Exercise brief
Each line of the data needs to be transcribed exactly.

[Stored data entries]
..........
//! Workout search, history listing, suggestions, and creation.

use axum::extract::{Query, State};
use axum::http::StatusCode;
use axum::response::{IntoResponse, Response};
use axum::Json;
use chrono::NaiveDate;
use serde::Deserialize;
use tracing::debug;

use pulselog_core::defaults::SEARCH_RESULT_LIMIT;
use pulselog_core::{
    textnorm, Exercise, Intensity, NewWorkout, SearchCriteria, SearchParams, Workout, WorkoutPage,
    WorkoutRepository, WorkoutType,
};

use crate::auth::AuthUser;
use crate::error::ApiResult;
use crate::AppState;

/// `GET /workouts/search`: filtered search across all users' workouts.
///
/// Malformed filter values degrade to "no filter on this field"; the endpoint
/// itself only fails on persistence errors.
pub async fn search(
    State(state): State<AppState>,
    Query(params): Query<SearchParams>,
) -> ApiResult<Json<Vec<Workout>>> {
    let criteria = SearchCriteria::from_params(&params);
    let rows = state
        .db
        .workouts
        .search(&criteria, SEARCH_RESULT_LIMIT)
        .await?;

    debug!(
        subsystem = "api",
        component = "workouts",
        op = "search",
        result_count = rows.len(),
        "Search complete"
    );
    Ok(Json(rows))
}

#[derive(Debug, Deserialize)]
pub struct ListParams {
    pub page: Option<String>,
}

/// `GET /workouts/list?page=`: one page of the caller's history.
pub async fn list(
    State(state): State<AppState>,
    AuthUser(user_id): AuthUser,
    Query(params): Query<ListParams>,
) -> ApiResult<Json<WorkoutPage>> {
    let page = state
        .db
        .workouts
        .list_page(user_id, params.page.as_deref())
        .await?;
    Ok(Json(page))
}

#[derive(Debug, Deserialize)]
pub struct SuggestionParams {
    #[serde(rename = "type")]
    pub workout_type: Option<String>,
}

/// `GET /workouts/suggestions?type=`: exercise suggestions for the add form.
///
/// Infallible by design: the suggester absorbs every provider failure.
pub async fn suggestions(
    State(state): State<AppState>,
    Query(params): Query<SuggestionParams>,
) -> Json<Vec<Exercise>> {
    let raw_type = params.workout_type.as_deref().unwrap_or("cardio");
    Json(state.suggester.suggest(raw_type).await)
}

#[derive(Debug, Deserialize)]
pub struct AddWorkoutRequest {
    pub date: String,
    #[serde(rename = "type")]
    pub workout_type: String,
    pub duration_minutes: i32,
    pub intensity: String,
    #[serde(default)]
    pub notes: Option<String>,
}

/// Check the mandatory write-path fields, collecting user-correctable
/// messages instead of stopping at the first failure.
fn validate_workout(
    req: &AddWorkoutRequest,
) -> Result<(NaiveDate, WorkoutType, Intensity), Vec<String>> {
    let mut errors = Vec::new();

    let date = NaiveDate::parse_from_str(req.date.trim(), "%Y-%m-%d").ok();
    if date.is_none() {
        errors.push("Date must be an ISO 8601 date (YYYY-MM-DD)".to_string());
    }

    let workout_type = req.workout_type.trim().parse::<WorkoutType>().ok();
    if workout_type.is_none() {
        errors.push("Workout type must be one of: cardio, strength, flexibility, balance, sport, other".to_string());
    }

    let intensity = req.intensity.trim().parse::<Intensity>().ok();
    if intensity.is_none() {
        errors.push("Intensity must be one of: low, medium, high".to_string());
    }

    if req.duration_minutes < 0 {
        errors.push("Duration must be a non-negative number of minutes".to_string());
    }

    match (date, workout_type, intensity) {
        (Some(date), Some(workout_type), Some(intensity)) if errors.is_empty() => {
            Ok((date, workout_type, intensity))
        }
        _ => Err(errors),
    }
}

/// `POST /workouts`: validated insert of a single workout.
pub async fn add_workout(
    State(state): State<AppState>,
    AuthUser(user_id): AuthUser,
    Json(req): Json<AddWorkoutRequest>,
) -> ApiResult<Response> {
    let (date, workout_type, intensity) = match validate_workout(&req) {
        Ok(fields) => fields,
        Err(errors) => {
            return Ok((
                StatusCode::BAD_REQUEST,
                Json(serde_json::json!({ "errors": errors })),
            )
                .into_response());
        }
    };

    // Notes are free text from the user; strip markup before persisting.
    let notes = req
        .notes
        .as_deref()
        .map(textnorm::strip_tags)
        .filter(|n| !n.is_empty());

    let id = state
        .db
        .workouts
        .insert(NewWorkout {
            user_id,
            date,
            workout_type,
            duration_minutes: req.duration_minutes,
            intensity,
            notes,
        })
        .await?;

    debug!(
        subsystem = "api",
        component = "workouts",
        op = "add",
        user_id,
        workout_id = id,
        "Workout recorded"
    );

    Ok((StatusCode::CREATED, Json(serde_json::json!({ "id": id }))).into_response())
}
..........
Exercise result
//! Workout search, history listing, suggestions, and creation.

use axum::extract::{Query, State};
use axum::http::StatusCode;
use axum::response::{IntoResponse, Response};
use axum::Json;
use chrono::NaiveDate;
use serde::Deserialize;
use tracing::debug;

use pulselog_core::defaults::SEARCH_RESULT_LIMIT;
use pulselog_core::{
    textnorm, Exercise, Intensity, NewWorkout, SearchCriteria, SearchParams, Workout, WorkoutPage,
    WorkoutRepository, WorkoutType,
};

use crate::auth::AuthUser;
use crate::error::ApiResult;
use crate::AppState;

/// `GET /workouts/search`: filtered search across all users' workouts.
///
/// Malformed filter values degrade to "no filter on this field"; the endpoint
/// itself only fails on persistence errors.
pub async fn search(
    State(state): State<AppState>,
    Query(params): Query<SearchParams>,
) -> ApiResult<Json<Vec<Workout>>> {
    let criteria = SearchCriteria::from_params(&params);
    let rows = state
        .db
        .workouts
        .search(&criteria, SEARCH_RESULT_LIMIT)
        .await?;

    debug!(
        subsystem = "api",
        component = "workouts",
        op = "search",
        result_count = rows.len(),
        "Search complete"
    );
    Ok(Json(rows))
}

#[derive(Debug, Deserialize)]
pub struct ListParams {
    pub page: Option<String>,
}

/// `GET /workouts/list?page=`: one page of the caller's history.
pub async fn list(
    State(state): State<AppState>,
    AuthUser(user_id): AuthUser,
    Query(params): Query<ListParams>,
) -> ApiResult<Json<WorkoutPage>> {
    let page = state
        .db
        .workouts
        .list_page(user_id, params.page.as_deref())
        .await?;
    Ok(Json(page))
}

#[derive(Debug, Deserialize)]
pub struct SuggestionParams {
    #[serde(rename = "type")]
    pub workout_type: Option<String>,
}

/// `GET /workouts/suggestions?type=`: exercise suggestions for the add form.
///
/// Infallible by design: the suggester absorbs every provider failure.
pub async fn suggestions(
    State(state): State<AppState>,
    Query(params): Query<SuggestionParams>,
) -> Json<Vec<Exercise>> {
    let raw_type = params.workout_type.as_deref().unwrap_or("cardio");
    Json(state.suggester.suggest(raw_type).await)
}

#[derive(Debug, Deserialize)]
pub struct AddWorkoutRequest {
    pub date: String,
    #[serde(rename = "type")]
    pub workout_type: String,
    pub duration_minutes: i32,
    pub intensity: String,
    #[serde(default)]
    pub notes: Option<String>,
}

/// Check the mandatory write-path fields, collecting user-correctable
/// messages instead of stopping at the first failure.
fn validate_workout(
    req: &AddWorkoutRequest,
) -> Result<(NaiveDate, WorkoutType, Intensity), Vec<String>> {
    let mut errors = Vec::new();

    let date = NaiveDate::parse_from_str(req.date.trim(), "%Y-%m-%d").ok();
    if date.is_none() {
        errors.push("Date must be an ISO 8601 date (YYYY-MM-DD)".to_string());
    }

    let workout_type = req.workout_type.trim().parse::<WorkoutType>().ok();
    if workout_type.is_none() {
        errors.push("Workout type must be one of: cardio, strength, flexibility, balance, sport, other".to_string());
    }

    let intensity = req.intensity.trim().parse::<Intensity>().ok();
    if intensity.is_none() {
        errors.push("Intensity must be one of: low, medium, high".to_string());
    }

    if req.duration_minutes < 0 {
        errors.push("Duration must be a non-negative number of minutes".to_string());
    }

    match (date, workout_type, intensity) {
        (Some(date), Some(workout_type), Some(intensity)) if errors.is_empty() => {
            Ok((date, workout_type, intensity))
        }
        _ => Err(errors),
    }
}

/// `POST /workouts`: validated insert of a single workout.
pub async fn add_workout(
    State(state): State<AppState>,
    AuthUser(user_id): AuthUser,
    Json(req): Json<AddWorkoutRequest>,
) -> ApiResult<Response> {
    let (date, workout_type, intensity) = match validate_workout(&req) {
        Ok(fields) => fields,
        Err(errors) => {
            return Ok((
                StatusCode::BAD_REQUEST,
                Json(serde_json::json!({ "errors": errors })),
            )
                .into_response());
        }
    };

    // Notes are free text from the user; strip markup before persisting.
    let notes = req
        .notes
        .as_deref()
        .map(textnorm::strip_tags)
        .filter(|n| !n.is_empty());

    let id = state
        .db
        .workouts
        .insert(NewWorkout {
            user_id,
            date,
            workout_type,
            duration_minutes: req.duration_minutes,
            intensity,
            notes,
        })
        .await?;

    debug!(
        subsystem = "api",
        component = "workouts",
        op = "add",
        user_id,
        workout_id = id,
        "Workout recorded"
    );

    Ok((StatusCode::CREATED, Json(serde_json::json!({ "id": id }))).into_response())
}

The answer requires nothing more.